Data listing ::
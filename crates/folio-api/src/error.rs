//! API error types.
//!
//! Maps auth core failures to HTTP responses with a small JSON body.

use axum::{
    http::{header::WWW_AUTHENTICATE, StatusCode},
    response::{IntoResponse, Response},
    Json,
};
use folio_auth::AuthError;
use serde::{Deserialize, Serialize};
use thiserror::Error;

/// Errors returned by the API.
#[derive(Debug, Error)]
pub enum ApiError {
    /// Missing, malformed or unknown credentials.
    #[error("Authentication required")]
    Unauthorized,

    /// Request body could not be understood.
    #[error("Bad request: {0}")]
    BadRequest(String),

    /// Failure from the auth core.
    #[error(transparent)]
    Auth(#[from] AuthError),
}

impl ApiError {
    /// Returns the HTTP status code for this error.
    #[must_use]
    pub const fn status_code(&self) -> StatusCode {
        match self {
            Self::Unauthorized | Self::Auth(AuthError::InvalidOtp) => StatusCode::UNAUTHORIZED,
            Self::BadRequest(_) => StatusCode::BAD_REQUEST,
            Self::Auth(AuthError::SecretNotFound) => StatusCode::NOT_FOUND,
            Self::Auth(_) => StatusCode::INTERNAL_SERVER_ERROR,
        }
    }

    /// Returns the error code for API responses.
    #[must_use]
    pub const fn error_code(&self) -> &'static str {
        match self {
            Self::Unauthorized => "unauthorized",
            Self::BadRequest(_) => "bad_request",
            Self::Auth(err) => match err {
                AuthError::InvalidOtp => "invalid_otp",
                AuthError::SecretNotFound => "secret_not_found",
                AuthError::Configuration(_) => "configuration_error",
                AuthError::Storage(_) => "storage_error",
                AuthError::Entropy(_) => "entropy_error",
                AuthError::Internal(_) => "internal_error",
            },
        }
    }

    /// Text shown to the client. Server-side details stay in the log.
    fn description(&self) -> String {
        if self.status_code().is_server_error() {
            "Internal server error".to_string()
        } else {
            self.to_string()
        }
    }
}

/// API error response body.
#[derive(Debug, Serialize, Deserialize)]
pub struct ErrorResponse {
    /// Error code for programmatic handling.
    pub error: String,
    /// Human-readable error message.
    #[serde(skip_serializing_if = "Option::is_none")]
    pub error_description: Option<String>,
}

impl IntoResponse for ApiError {
    fn into_response(self) -> Response {
        let status = self.status_code();
        if status.is_server_error() {
            tracing::error!(error = %self, "request failed");
        }

        let body = ErrorResponse {
            error: self.error_code().to_string(),
            error_description: Some(self.description()),
        };

        if status == StatusCode::UNAUTHORIZED {
            (status, [(WWW_AUTHENTICATE, "Bearer")], Json(body)).into_response()
        } else {
            (status, Json(body)).into_response()
        }
    }
}

/// Result type for API handlers.
pub type ApiResult<T> = Result<T, ApiError>;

Your task :: When a line of the data holds the string "SecretNotFound", pick it out and copy it.

Task solution ::
            Self::Auth(AuthError::SecretNotFound) => StatusCode::NOT_FOUND,
                AuthError::SecretNotFound => "secret_not_found",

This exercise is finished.